Extracted data:
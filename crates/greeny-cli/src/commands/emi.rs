//! EMI command implementation.
//!
//! Calculates the equated monthly instalment of a loan.

use anyhow::Result;
use clap::Args;
use serde::Serialize;

use greeny_calc::{format_inr, LoanInputs, LoanResult};

use crate::cli::OutputFormat;
use crate::commands::describe_tenure;
use crate::error::CliError;
use crate::output::{print_report, KeyValue};

/// Arguments for the emi command.
#[derive(Args, Debug)]
pub struct EmiArgs {
    /// Loan amount in rupees
    #[arg(short, long)]
    pub principal: f64,

    /// Annual interest rate (as percentage, e.g., 10.5 for 10.5%)
    #[arg(short, long)]
    pub rate: f64,

    /// Tenure in months
    #[arg(short, long)]
    pub tenure: u32,
}

/// JSON report.
#[derive(Debug, Serialize)]
struct EmiReport {
    inputs: LoanInputs,
    result: LoanResult,
}

/// Execute the emi command.
pub fn execute(args: EmiArgs, format: OutputFormat) -> Result<()> {
    let inputs = LoanInputs::new(args.principal, args.rate, args.tenure);
    let result = inputs.compute().map_err(CliError::loan)?;

    let rows = vec![
        KeyValue::rupees("Loan Amount", inputs.principal),
        KeyValue::percent("Interest Rate", inputs.annual_rate_percent),
        KeyValue::new("Tenure", describe_tenure(inputs.tenure_months)),
        KeyValue::separator(),
        KeyValue::rupees("Monthly EMI", result.monthly_payment),
        KeyValue::rupees("Total Interest", result.total_interest),
        KeyValue::rupees("Total Payment", result.total_payment),
    ];

    print_report(
        "Loan EMI",
        &rows,
        &format_inr(result.monthly_payment),
        &EmiReport { inputs, result },
        format,
    )
}
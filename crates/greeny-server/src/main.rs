//! Greeny Credit backend server binary.

use std::path::PathBuf;

use anyhow::Context;
use clap::Parser;
use tracing_subscriber::EnvFilter;

use greeny_server::{run_server, AppState, ServerConfig};

/// Greeny Credit website backend
#[derive(Parser, Debug)]
#[command(name = "greeny-server")]
#[command(version, about, long_about = None)]
struct Args {
    /// Environment file to load before reading configuration
    #[arg(short, long, default_value = ".env")]
    env_file: PathBuf,

    /// Override the listening port (otherwise PORT)
    #[arg(short, long)]
    port: Option<u16>,

    /// Enable verbose logging
    #[arg(short, long)]
    verbose: bool,
}

#[tokio::main]
async fn main() -> anyhow::Result<()> {
    let args = Args::parse();

    // Variables already in the environment win over the file.
    let env_file = dotenvy::from_path(&args.env_file);

    // Initialize logging
    let default_filter = if args.verbose {
        "debug,tower_http=debug"
    } else {
        "info,tower_http=info"
    };
    let filter =
        EnvFilter::try_from_default_env().unwrap_or_else(|_| EnvFilter::new(default_filter));

    tracing_subscriber::fmt().with_env_filter(filter).init();

    match env_file {
        Ok(()) => tracing::info!("Loaded environment from {}", args.env_file.display()),
        Err(e) if e.not_found() => {
            tracing::debug!("No env file at {}", args.env_file.display());
        }
        Err(e) => tracing::warn!("Could not read {}: {}", args.env_file.display(), e),
    }

    let mut config = ServerConfig::from_env().context("invalid configuration")?;
    if let Some(port) = args.port {
        config.port = port;
    }

    let state = AppState::from_config(&config);
    run_server(state, &config).await
}
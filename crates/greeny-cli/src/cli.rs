//! CLI argument definitions.

use clap::{Parser, Subcommand, ValueEnum};

use crate::commands::{DepositArgs, EmiArgs};

/// Greeny Credit loan and deposit calculators
#[derive(Parser)]
#[command(name = "greeny")]
#[command(author, version, about, long_about = None)]
#[command(propagate_version = true)]
pub struct Cli {
    /// Output format
    #[arg(short, long, value_enum, default_value = "table", global = true)]
    pub format: OutputFormat,

    #[command(subcommand)]
    pub command: Commands,
}

/// Available commands
#[derive(Subcommand)]
pub enum Commands {
    /// Monthly instalment, total interest and total payment of a loan
    Emi(EmiArgs),

    /// Maturity value of a fixed, recurring or daily recurring deposit
    Deposit(DepositArgs),
}

/// Output format options
#[derive(Debug, Clone, Copy, PartialEq, Eq, Default, ValueEnum)]
pub enum OutputFormat {
    /// Human-readable table format
    #[default]
    Table,
    /// JSON format
    Json,
    /// Minimal output (just the headline amount)
    Minimal,
}
//! CLI command implementations.

pub mod deposit;
pub mod emi;

// Re-export submodules for convenience
pub use deposit::DepositArgs;
pub use emi::EmiArgs;

/// Formats a tenure in months as years and months.
pub fn describe_tenure(months: u32) -> String {
    let (years, months) = (months / 12, months % 12);
    match (years, months) {
        (0, m) => plural(m, "month"),
        (y, 0) => plural(y, "year"),
        (y, m) => format!("{} {}", plural(y, "year"), plural(m, "month")),
    }
}

fn plural(count: u32, unit: &str) -> String {
    if count == 1 {
        format!("{count} {unit}")
    } else {
        format!("{count} {unit}s")
    }
}
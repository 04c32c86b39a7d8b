//! Connection-related data models.
//!
//! This module defines the connection variant and transaction metadata types.

use chrono::{DateTime, Utc};
use serde::{Deserialize, Serialize};

/// Connection variant, selecting the protocol segment of the connection string.
#[derive(Debug, Clone, Copy, PartialEq, Eq, Hash, Default, Serialize, Deserialize)]
#[serde(rename_all = "lowercase")]
pub enum ConnectionType {
    /// Pure TCP/IP wire protocol (no segment)
    #[default]
    Tcp,
    Local,
    Native,
    Embedded,
}

impl ConnectionType {
    /// Parse a connection type name, case-insensitive and trimmed.
    ///
    /// Unknown names fall back to [`ConnectionType::Tcp`].
    pub fn from_name(name: &str) -> Self {
        match name.trim().to_ascii_lowercase().as_str() {
            "local" => Self::Local,
            "native" => Self::Native,
            "embedded" => Self::Embedded,
            _ => Self::Tcp,
        }
    }

    /// clap value parser; never fails.
    pub fn parse_lenient(name: &str) -> Result<Self, String> {
        Ok(Self::from_name(name))
    }

    /// Connection string segment for this variant, if any.
    pub fn segment(&self) -> Option<&'static str> {
        match self {
            Self::Tcp => None,
            Self::Local => Some("local"),
            Self::Native => Some("native"),
            Self::Embedded => Some("embedded"),
        }
    }

    pub fn display_name(&self) -> &'static str {
        self.segment().unwrap_or("tcp")
    }
}

impl std::fmt::Display for ConnectionType {
    fn fmt(&self, f: &mut std::fmt::Formatter<'_>) -> std::fmt::Result {
        write!(f, "{}", self.display_name())
    }
}

/// Metadata about a live transaction handle (for listing without consuming).
#[derive(Debug, Clone, Serialize)]
pub struct TransactionInfo {
    pub transaction_id: String,
    /// True for the reserved default identifier
    pub is_default: bool,
    pub auto_commit: bool,
    pub started_at: DateTime<Utc>,
    /// Seconds since the handle was opened
    pub duration_secs: u64,
}

#[cfg(test)]
mod tests {
    use super::*;

    #[test]
    fn test_from_name() {
        assert_eq!(ConnectionType::from_name("local"), ConnectionType::Local);
        assert_eq!(ConnectionType::from_name(" NATIVE "), ConnectionType::Native);
        assert_eq!(ConnectionType::from_name("Embedded"), ConnectionType::Embedded);
        assert_eq!(ConnectionType::from_name("tcp"), ConnectionType::Tcp);
        assert_eq!(ConnectionType::from_name(""), ConnectionType::Tcp);
        assert_eq!(ConnectionType::from_name("xnet"), ConnectionType::Tcp);
    }

    #[test]
    fn test_segment() {
        assert_eq!(ConnectionType::Tcp.segment(), None);
        assert_eq!(ConnectionType::Embedded.segment(), Some("embedded"));
        assert_eq!(ConnectionType::Tcp.to_string(), "tcp");
    }

    #[test]
    fn test_serde_lowercase() {
        let json = serde_json::to_string(&ConnectionType::Native).unwrap();
        assert_eq!(json, "\"native\"");
    }
}
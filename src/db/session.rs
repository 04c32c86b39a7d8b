//! Caller-facing session API.
//!
//! A [`Session`] owns a [`TransactionRegistry`] and a [`QueryExecutor`]. Every
//! execution call takes a transaction identifier; an empty identifier targets the
//! default connection opened with [`Session::open`].
//!
//! Argument validation happens before the driver is touched. Driver failures
//! roll back and remove the targeted handle (see
//! [`TransactionRegistry::with_connection`]).

use crate::config::ConnectionSettings;
use crate::db::connection_string::ConnectionProperties;
use crate::db::driver::Driver;
use crate::db::executor::QueryExecutor;
use crate::db::sql::{bulk_insert, count_placeholders, procedure_call};
use crate::db::transaction_registry::TransactionRegistry;
use crate::error::{FbError, FbResult};
use crate::models::{ParamValue, ParameterList, ResultSet, TransactionInfo};

pub struct Session<D: Driver> {
    registry: TransactionRegistry<D>,
    executor: QueryExecutor,
}

impl<D: Driver> Session<D> {
    pub fn new(driver: D, settings: ConnectionSettings) -> Self {
        let executor = QueryExecutor::new(settings.query_timeout_duration());
        Self {
            registry: TransactionRegistry::new(driver, settings),
            executor,
        }
    }

    pub fn registry(&self) -> &TransactionRegistry<D> {
        &self.registry
    }

    pub fn default_id(&self) -> &str {
        self.registry.default_id()
    }

    // =========================================================================
    // Connection and transaction lifecycle
    // =========================================================================

    /// Open the default connection.
    pub fn open(
        &mut self,
        disable_auto_commit: bool,
        overrides: &ConnectionProperties,
    ) -> FbResult<()> {
        self.registry.open(disable_auto_commit, overrides)
    }

    /// Close the default connection.
    pub fn close(&mut self) -> FbResult<()> {
        let id = self.registry.default_id().to_string();
        self.registry.close(&id)
    }

    /// Close every connection and transaction.
    pub fn destroy(&mut self) -> FbResult<()> {
        self.registry.teardown()
    }

    pub fn begin_transaction(
        &mut self,
        transaction_id: &str,
        overwrite: bool,
        overrides: &ConnectionProperties,
    ) -> FbResult<()> {
        self.registry.begin(transaction_id, overwrite, overrides)
    }

    pub fn commit_transaction(&mut self, transaction_id: &str, keep_open: bool) -> FbResult<()> {
        self.registry.commit(transaction_id, keep_open)
    }

    pub fn rollback_transaction(&mut self, transaction_id: &str, keep_open: bool) -> FbResult<()> {
        self.registry.rollback(transaction_id, keep_open)
    }

    pub fn close_transaction(&mut self, transaction_id: &str) -> FbResult<()> {
        self.registry.close(transaction_id)
    }

    pub fn has_transactions_support(&mut self, transaction_id: &str) -> FbResult<bool> {
        self.registry.has_transactions_support(transaction_id)
    }

    pub fn list_transactions(&self) -> Vec<TransactionInfo> {
        self.registry.list_all()
    }

    // =========================================================================
    // Statement execution
    // =========================================================================

    /// Execute an update statement and return the affected row count.
    pub fn execute_query(&mut self, sql: &str, transaction_id: &str) -> FbResult<u64> {
        let id = self.registry.resolve(transaction_id)?;
        let sql = require_text(sql, "Invalid query")?;
        let executor = &self.executor;
        self.registry
            .with_connection(&id, |conn| Ok(executor.execute_update(conn, sql)?))
    }

    /// Execute a query and materialize its rows.
    pub fn execute_select_query(&mut self, sql: &str, transaction_id: &str) -> FbResult<ResultSet> {
        let id = self.registry.resolve(transaction_id)?;
        let sql = require_text(sql, "Invalid query")?;
        let executor = &self.executor;
        self.registry
            .with_connection(&id, |conn| Ok(executor.execute_select(conn, sql)?))
    }

    /// Execute a parameterized update and return the affected row count.
    ///
    /// The number of `?` placeholders must equal the parameter count.
    pub fn execute_prepared(
        &mut self,
        sql: &str,
        params: &ParameterList,
        transaction_id: &str,
    ) -> FbResult<u64> {
        let id = self.registry.resolve(transaction_id)?;
        let sql = require_text(sql, "Invalid query")?;
        ensure_placeholders(sql, params.len())?;
        let executor = &self.executor;
        self.registry
            .with_connection(&id, |conn| Ok(executor.execute_prepared(conn, sql, params)?))
    }

    /// Insert rows into `table` as one batch and return the successful row count.
    pub fn execute_bulk_insert(
        &mut self,
        table: &str,
        fields: &[String],
        rows: &[Vec<ParamValue>],
        transaction_id: &str,
    ) -> FbResult<u64> {
        let id = self.registry.resolve(transaction_id)?;
        let sql = bulk_insert(table, fields)?;
        if let Some((idx, row)) = rows.iter().enumerate().find(|(_, r)| r.len() != fields.len()) {
            return Err(FbError::invalid_argument(format!(
                "Invalid parameters: row {idx} has {} values, expected {}",
                row.len(),
                fields.len()
            )));
        }
        ensure_placeholders(&sql, fields.len())?;
        if rows.is_empty() {
            return Ok(0);
        }

        let executor = &self.executor;
        self.registry
            .with_connection(&id, |conn| Ok(executor.execute_batch(conn, &sql, rows)?))
    }

    /// Call a stored procedure that returns no result set.
    pub fn execute_procedure(
        &mut self,
        procedure: &str,
        params: &ParameterList,
        transaction_id: &str,
    ) -> FbResult<bool> {
        let id = self.registry.resolve(transaction_id)?;
        let call = procedure_call(procedure, params.len())?;
        ensure_placeholders(&call, params.len())?;
        let executor = &self.executor;
        self.registry
            .with_connection(&id, |conn| Ok(executor.execute_call(conn, &call, params)?))
    }

    /// Call a selectable stored procedure and materialize its rows.
    pub fn execute_selectable_procedure(
        &mut self,
        procedure: &str,
        params: &ParameterList,
        transaction_id: &str,
    ) -> FbResult<ResultSet> {
        let id = self.registry.resolve(transaction_id)?;
        let call = procedure_call(procedure, params.len())?;
        ensure_placeholders(&call, params.len())?;
        let executor = &self.executor;
        self.registry.with_connection(&id, |conn| {
            Ok(executor.execute_selectable_call(conn, &call, params)?)
        })
    }
}

fn require_text<'a>(text: &'a str, message: &str) -> FbResult<&'a str> {
    if text.trim().is_empty() {
        return Err(FbError::invalid_argument(message));
    }
    Ok(text)
}

fn ensure_placeholders(sql: &str, expected: usize) -> FbResult<()> {
    let found = count_placeholders(sql);
    if found != expected {
        return Err(FbError::invalid_argument(format!(
            "Invalid query parameters count: {found} placeholders, {expected} parameters"
        )));
    }
    Ok(())
}
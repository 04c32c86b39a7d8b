//! Error types for the Firebird session layer.
//!
//! This module defines all error types using `thiserror` for ergonomic error handling.
//! Driver diagnostics arrive as an ordered chain of [`SqlError`] entries and are
//! normalized into a single [`FbError::Driver`] value at the operation boundary.

use thiserror::Error;

/// A single diagnostic reported by the underlying driver.
#[derive(Error, Debug, Clone, PartialEq, Eq)]
#[error("#{code}# {message} (SQL State: {})", sql_state.as_deref().unwrap_or("null"))]
pub struct SqlError {
    /// Vendor error code (Firebird GDS code or 0 when unknown)
    pub code: i32,
    /// e.g., "40001" for a lock conflict
    pub sql_state: Option<String>,
    pub message: String,
}

impl SqlError {
    pub fn new(code: i32, sql_state: Option<&str>, message: impl Into<String>) -> Self {
        Self {
            code,
            sql_state: sql_state.map(String::from),
            message: message.into(),
        }
    }
}

/// An ordered, non-empty chain of driver diagnostics.
///
/// Drivers return this from every fallible call. The first entry is the
/// primary failure; later entries are the follow-up diagnostics the driver
/// attached to it.
#[derive(Debug, Clone, PartialEq, Eq)]
pub struct DriverError {
    errors: Vec<SqlError>,
}

impl DriverError {
    /// Create a driver error from a single diagnostic.
    pub fn new(code: i32, sql_state: Option<&str>, message: impl Into<String>) -> Self {
        Self {
            errors: vec![SqlError::new(code, sql_state, message)],
        }
    }

    /// Append a follow-up diagnostic to the chain.
    pub fn chain(mut self, next: SqlError) -> Self {
        self.errors.push(next);
        self
    }

    /// Append every diagnostic of another chain.
    pub fn merge(mut self, other: DriverError) -> Self {
        self.errors.extend(other.errors);
        self
    }

    /// The primary diagnostic.
    pub fn primary(&self) -> &SqlError {
        &self.errors[0]
    }

    pub fn errors(&self) -> &[SqlError] {
        &self.errors
    }

    pub fn into_errors(self) -> Vec<SqlError> {
        self.errors
    }
}

impl From<SqlError> for DriverError {
    fn from(err: SqlError) -> Self {
        Self { errors: vec![err] }
    }
}

impl std::fmt::Display for DriverError {
    fn fmt(&self, f: &mut std::fmt::Formatter<'_>) -> std::fmt::Result {
        f.write_str(&render_chain(&self.errors))
    }
}

impl std::error::Error for DriverError {}

/// Result type alias for driver calls.
pub type DriverResult<T> = Result<T, DriverError>;

#[derive(Error, Debug)]
pub enum FbError {
    #[error("Invalid argument: {message}")]
    InvalidArgument { message: String },

    #[error("Invalid transaction identifier (empty)")]
    InvalidIdentifier,

    #[error("Invalid or inactive transaction: {transaction_id}")]
    InvalidOrInactiveTransaction { transaction_id: String },

    #[error("Connection already open: {transaction_id}")]
    AlreadyOpen { transaction_id: String },

    #[error("Transaction already started: {transaction_id}")]
    AlreadyStarted { transaction_id: String },

    #[error("Invalid parameter type: [{name}] of type: {type_name}")]
    UnsupportedParameterType { name: String, type_name: String },

    #[error("{message}")]
    Driver {
        message: String,
        code: i32,
        sql_state: Option<String>,
        causes: Vec<SqlError>,
        /// Failures from the cleanup that followed the primary error
        secondary: Vec<SqlError>,
    },
}

impl FbError {
    /// Create an invalid argument error.
    pub fn invalid_argument(message: impl Into<String>) -> Self {
        Self::InvalidArgument {
            message: message.into(),
        }
    }

    /// Create an invalid or inactive transaction error.
    pub fn inactive(transaction_id: impl Into<String>) -> Self {
        Self::InvalidOrInactiveTransaction {
            transaction_id: transaction_id.into(),
        }
    }

    /// Create an already open error for the default identifier.
    pub fn already_open(transaction_id: impl Into<String>) -> Self {
        Self::AlreadyOpen {
            transaction_id: transaction_id.into(),
        }
    }

    /// Create an already started error.
    pub fn already_started(transaction_id: impl Into<String>) -> Self {
        Self::AlreadyStarted {
            transaction_id: transaction_id.into(),
        }
    }

    /// Create an unsupported parameter type error.
    pub fn unsupported_parameter(name: impl Into<String>, type_name: impl Into<String>) -> Self {
        Self::UnsupportedParameterType {
            name: name.into(),
            type_name: type_name.into(),
        }
    }

    /// Aggregate several driver failures into one error, preserving order.
    ///
    /// Returns `None` when nothing failed.
    pub fn aggregate(failures: Vec<DriverError>) -> Option<Self> {
        let causes: Vec<SqlError> = failures
            .into_iter()
            .flat_map(DriverError::into_errors)
            .collect();
        let first = causes.first()?.clone();
        Some(Self::Driver {
            message: render_chain(&causes),
            code: first.code,
            sql_state: first.sql_state,
            causes,
            secondary: Vec::new(),
        })
    }

    /// Attach cleanup failures to a driver error without replacing it.
    pub fn with_secondary(mut self, extra: Option<DriverError>) -> Self {
        if let (Self::Driver { secondary, .. }, Some(extra)) = (&mut self, extra) {
            secondary.extend(extra.into_errors());
        }
        self
    }

    /// Whether the error originated in the driver.
    pub fn is_driver(&self) -> bool {
        matches!(self, Self::Driver { .. })
    }

    /// Vendor code of the primary driver diagnostic.
    pub fn code(&self) -> Option<i32> {
        match self {
            Self::Driver { code, .. } => Some(*code),
            _ => None,
        }
    }

    /// SQL state of the primary driver diagnostic.
    pub fn sql_state(&self) -> Option<&str> {
        match self {
            Self::Driver { sql_state, .. } => sql_state.as_deref(),
            _ => None,
        }
    }

    /// All driver diagnostics carried by this error, primary chain first.
    pub fn causes(&self) -> &[SqlError] {
        match self {
            Self::Driver { causes, .. } => causes,
            _ => &[],
        }
    }

    pub fn secondary(&self) -> &[SqlError] {
        match self {
            Self::Driver { secondary, .. } => secondary,
            _ => &[],
        }
    }
}

/// Convert a driver error chain to FbError.
impl From<DriverError> for FbError {
    fn from(err: DriverError) -> Self {
        let first = err.primary().clone();
        let causes = err.into_errors();
        Self::Driver {
            message: render_chain(&causes),
            code: first.code,
            sql_state: first.sql_state,
            causes,
            secondary: Vec::new(),
        }
    }
}

/// Result type alias for session operations.
pub type FbResult<T> = Result<T, FbError>;

fn render_chain(errors: &[SqlError]) -> String {
    errors
        .iter()
        .map(ToString::to_string)
        .collect::<Vec<_>>()
        .join("\n")
}

#[cfg(test)]
mod tests {
    use super::*;

    #[test]
    fn test_sql_error_display() {
        let err = SqlError::new(335544345, Some("40001"), "lock conflict on no wait transaction");
        assert_eq!(
            err.to_string(),
            "#335544345# lock conflict on no wait transaction (SQL State: 40001)"
        );
    }

    #[test]
    fn test_sql_error_display_without_state() {
        let err = SqlError::new(0, None, "boom");
        assert_eq!(err.to_string(), "#0# boom (SQL State: null)");
    }

    #[test]
    fn test_driver_error_chain_message() {
        let err = DriverError::new(335544569, Some("42000"), "Dynamic SQL Error")
            .chain(SqlError::new(335544634, Some("42000"), "Token unknown"));
        let fb: FbError = err.into();
        assert_eq!(
            fb.to_string(),
            "#335544569# Dynamic SQL Error (SQL State: 42000)\n\
             #335544634# Token unknown (SQL State: 42000)"
        );
        assert_eq!(fb.code(), Some(335544569));
        assert_eq!(fb.sql_state(), Some("42000"));
        assert_eq!(fb.causes().len(), 2);
    }

    #[test]
    fn test_with_secondary_keeps_primary() {
        let primary: FbError = DriverError::new(1, Some("HY000"), "primary").into();
        let fb = primary.with_secondary(Some(DriverError::new(2, None, "rollback failed")));
        assert_eq!(fb.code(), Some(1));
        assert!(fb.to_string().contains("primary"));
        assert_eq!(fb.secondary().len(), 1);
        assert_eq!(fb.secondary()[0].message, "rollback failed");
    }

    #[test]
    fn test_with_secondary_ignores_non_driver() {
        let fb =
            FbError::invalid_argument("x").with_secondary(Some(DriverError::new(2, None, "y")));
        assert!(fb.secondary().is_empty());
        assert!(!fb.is_driver());
    }

    #[test]
    fn test_aggregate() {
        assert!(FbError::aggregate(Vec::new()).is_none());

        let fb = FbError::aggregate(vec![
            DriverError::new(10, Some("08003"), "first"),
            DriverError::new(20, None, "second"),
        ])
        .unwrap();
        assert_eq!(fb.code(), Some(10));
        assert_eq!(fb.causes().len(), 2);
        assert!(fb.to_string().ends_with("#20# second (SQL State: null)"));
    }

    #[test]
    fn test_unsupported_parameter_display() {
        let err = FbError::unsupported_parameter("tags", "array");
        assert_eq!(err.to_string(), "Invalid parameter type: [tags] of type: array");
    }
}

Brief: Every line of the data that includes the word "logging" should be copied.

Written solution:
    /// Enable verbose logging
    // Initialize logging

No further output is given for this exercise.